### Records provided
____________

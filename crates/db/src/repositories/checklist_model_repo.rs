//! Repository for the `checklist_models` and `checklist_items` tables.

use futures::stream::BoxStream;
use grua_core::error::CoreError;
use grua_core::types::DbId;
use sqlx::{PgConnection, PgPool};

use crate::error::LifecycleError;
use crate::models::checklist_model::{
    ChecklistItem, ChecklistModel, ChecklistModelWithItems, CreateChecklistItem,
    CreateChecklistModel, ModelRevision,
};

/// Column list for `checklist_models` queries.
const MODEL_COLUMNS: &str = "id, site_id, name, description, is_active, version, \
    previous_version_id, created_at, updated_at";

/// Column list for `checklist_items` queries.
const ITEM_COLUMNS: &str = "id, model_id, ordinal, category, description, is_mandatory, \
    allows_attachment, is_active, created_at";

/// Provides CRUD and versioning operations for checklist models.
pub struct ChecklistModelRepo;

impl ChecklistModelRepo {
    /// Create a model and all of its items in one transaction.
    pub async fn create(
        pool: &PgPool,
        input: &CreateChecklistModel,
    ) -> Result<ChecklistModelWithItems, sqlx::Error> {
        let mut tx = pool.begin().await?;

        let query = format!(
            "INSERT INTO checklist_models (site_id, name, description) \
             VALUES ($1, $2, $3) \
             RETURNING {MODEL_COLUMNS}"
        );
        let model = sqlx::query_as::<_, ChecklistModel>(&query)
            .bind(input.site_id)
            .bind(input.name.trim())
            .bind(&input.description)
            .fetch_one(&mut *tx)
            .await?;

        let items = Self::insert_items(&mut tx, model.id, &input.items).await?;

        tx.commit().await?;
        Ok(ChecklistModelWithItems { model, items })
    }

    /// Find a model by its ID.
    pub async fn find_by_id(pool: &PgPool, id: DbId) -> Result<Option<ChecklistModel>, sqlx::Error> {
        let query = format!("SELECT {MODEL_COLUMNS} FROM checklist_models WHERE id = $1");
        sqlx::query_as::<_, ChecklistModel>(&query)
            .bind(id)
            .fetch_optional(pool)
            .await
    }

    /// Find a model with every item it has ever had, active or not.
    pub async fn find_with_items(
        pool: &PgPool,
        id: DbId,
    ) -> Result<Option<ChecklistModelWithItems>, sqlx::Error> {
        let Some(model) = Self::find_by_id(pool, id).await? else {
            return Ok(None);
        };
        let items = Self::list_items(pool, id, false).await?;
        Ok(Some(ChecklistModelWithItems { model, items }))
    }

    /// List a model's items ordered by ordinal.
    pub async fn list_items(
        pool: &PgPool,
        model_id: DbId,
        active_only: bool,
    ) -> Result<Vec<ChecklistItem>, sqlx::Error> {
        let filter = if active_only {
            "AND is_active = true"
        } else {
            ""
        };
        let query = format!(
            "SELECT {ITEM_COLUMNS} FROM checklist_items \
             WHERE model_id = $1 {filter} \
             ORDER BY ordinal ASC"
        );
        sqlx::query_as::<_, ChecklistItem>(&query)
            .bind(model_id)
            .fetch_all(pool)
            .await
    }

    /// Stream the active models of a site, ordered by name.
    ///
    /// The stream reads from a server-side cursor; each call starts a fresh
    /// query, so models deactivated in between are not yielded again.
    pub fn stream_active_for_site(
        pool: &PgPool,
        site_id: DbId,
    ) -> BoxStream<'_, Result<ChecklistModel, sqlx::Error>> {
        sqlx::query_as::<_, ChecklistModel>(
            "SELECT id, site_id, name, description, is_active, version, \
                    previous_version_id, created_at, updated_at \
             FROM checklist_models \
             WHERE site_id = $1 AND is_active = true \
             ORDER BY name ASC, id ASC",
        )
        .bind(site_id)
        .fetch(pool)
    }

    /// List every model of a site, including inactive and superseded versions.
    pub async fn list_all_for_site(
        pool: &PgPool,
        site_id: DbId,
    ) -> Result<Vec<ChecklistModel>, sqlx::Error> {
        let query = format!(
            "SELECT {MODEL_COLUMNS} FROM checklist_models \
             WHERE site_id = $1 \
             ORDER BY name ASC, version DESC, id ASC"
        );
        sqlx::query_as::<_, ChecklistModel>(&query)
            .bind(site_id)
            .fetch_all(pool)
            .await
    }

    /// Deactivate a model. Idempotent.
    ///
    /// Returns `false` if no model with this ID exists. Existing instances
    /// are unaffected.
    pub async fn deactivate(pool: &PgPool, id: DbId) -> Result<bool, sqlx::Error> {
        let result = sqlx::query(
            "UPDATE checklist_models SET is_active = false, updated_at = NOW() WHERE id = $1",
        )
        .bind(id)
        .execute(pool)
        .await?;
        Ok(result.rows_affected() > 0)
    }

    /// Deactivate one item so future instances omit it. Idempotent.
    ///
    /// Returns `false` if the item does not exist on this model.
    pub async fn deactivate_item(
        pool: &PgPool,
        model_id: DbId,
        item_id: DbId,
    ) -> Result<bool, sqlx::Error> {
        let mut tx = pool.begin().await?;

        let result = sqlx::query(
            "UPDATE checklist_items SET is_active = false WHERE id = $1 AND model_id = $2",
        )
        .bind(item_id)
        .bind(model_id)
        .execute(&mut *tx)
        .await?;

        if result.rows_affected() == 0 {
            return Ok(false);
        }

        sqlx::query("UPDATE checklist_models SET updated_at = NOW() WHERE id = $1")
            .bind(model_id)
            .execute(&mut *tx)
            .await?;

        tx.commit().await?;
        Ok(true)
    }

    /// Replace the item set of a model.
    ///
    /// An unreferenced model is edited in place. Once any instance refers to
    /// the model its items are frozen: a new version row is created carrying
    /// the new items, linked back via `previous_version_id`, and the old
    /// version is deactivated. Existing instances keep pointing at the old
    /// version and its items.
    pub async fn revise(
        pool: &PgPool,
        model_id: DbId,
        items: &[CreateChecklistItem],
    ) -> Result<ModelRevision, LifecycleError> {
        let mut tx = pool.begin().await?;

        // Blocks concurrent materialization (which takes FOR SHARE) until
        // the revision commits.
        let query =
            format!("SELECT {MODEL_COLUMNS} FROM checklist_models WHERE id = $1 FOR UPDATE");
        let current = sqlx::query_as::<_, ChecklistModel>(&query)
            .bind(model_id)
            .fetch_optional(&mut *tx)
            .await?
            .ok_or(CoreError::NotFound {
                entity: "ChecklistModel",
                id: model_id,
            })?;

        if !current.is_active {
            return Err(CoreError::Validation(format!(
                "Checklist model {model_id} is inactive and cannot be revised"
            ))
            .into());
        }

        let revision = if Self::is_referenced(&mut tx, model_id).await? {
            let query = format!(
                "INSERT INTO checklist_models \
                     (site_id, name, description, version, previous_version_id) \
                 VALUES ($1, $2, $3, $4, $5) \
                 RETURNING {MODEL_COLUMNS}"
            );
            let next = sqlx::query_as::<_, ChecklistModel>(&query)
                .bind(current.site_id)
                .bind(&current.name)
                .bind(&current.description)
                .bind(current.version + 1)
                .bind(current.id)
                .fetch_one(&mut *tx)
                .await?;

            sqlx::query(
                "UPDATE checklist_models SET is_active = false, updated_at = NOW() WHERE id = $1",
            )
            .bind(current.id)
            .execute(&mut *tx)
            .await?;

            let items = Self::insert_items(&mut tx, next.id, items).await?;
            tracing::info!(
                previous_id = current.id,
                model_id = next.id,
                version = next.version,
                "Checklist model revised as new version",
            );
            ModelRevision {
                model: ChecklistModelWithItems { model: next, items },
                new_version: true,
            }
        } else {
            sqlx::query("DELETE FROM checklist_items WHERE model_id = $1")
                .bind(model_id)
                .execute(&mut *tx)
                .await?;

            let items = Self::insert_items(&mut tx, model_id, items).await?;

            let query = format!(
                "UPDATE checklist_models SET updated_at = NOW() WHERE id = $1 \
                 RETURNING {MODEL_COLUMNS}"
            );
            let model = sqlx::query_as::<_, ChecklistModel>(&query)
                .bind(model_id)
                .fetch_one(&mut *tx)
                .await?;
            ModelRevision {
                model: ChecklistModelWithItems { model, items },
                new_version: false,
            }
        };

        tx.commit().await?;
        Ok(revision)
    }

    /// Whether any checklist instance has been materialized from this model.
    async fn is_referenced(conn: &mut PgConnection, model_id: DbId) -> Result<bool, sqlx::Error> {
        sqlx::query_scalar::<_, bool>(
            "SELECT EXISTS(SELECT 1 FROM checklist_instances WHERE model_id = $1)",
        )
        .bind(model_id)
        .fetch_one(conn)
        .await
    }

    async fn insert_items(
        conn: &mut PgConnection,
        model_id: DbId,
        items: &[CreateChecklistItem],
    ) -> Result<Vec<ChecklistItem>, sqlx::Error> {
        let query = format!(
            "INSERT INTO checklist_items \
                 (model_id, ordinal, category, description, is_mandatory, allows_attachment) \
             VALUES ($1, $2, $3, $4, $5, $6) \
             RETURNING {ITEM_COLUMNS}"
        );

        let mut created = Vec::with_capacity(items.len());
        for item in items {
            let row = sqlx::query_as::<_, ChecklistItem>(&query)
                .bind(model_id)
                .bind(item.ordinal)
                .bind(item.category.trim())
                .bind(item.description.trim())
                .bind(item.mandatory)
                .bind(item.allows_attachment)
                .fetch_one(&mut *conn)
                .await?;
            created.push(row);
        }
        created.sort_by_key(|i| i.ordinal);
        Ok(created)
    }
}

____________

### Problem requirements
Note every line above where the string "next" shows up, and copy those lines.

### Answer to this problem
            let next = sqlx::query_as::<_, ChecklistModel>(&query)
            let items = Self::insert_items(&mut tx, next.id, items).await?;
                model_id = next.id,
                version = next.version,
                model: ChecklistModelWithItems { model: next, items },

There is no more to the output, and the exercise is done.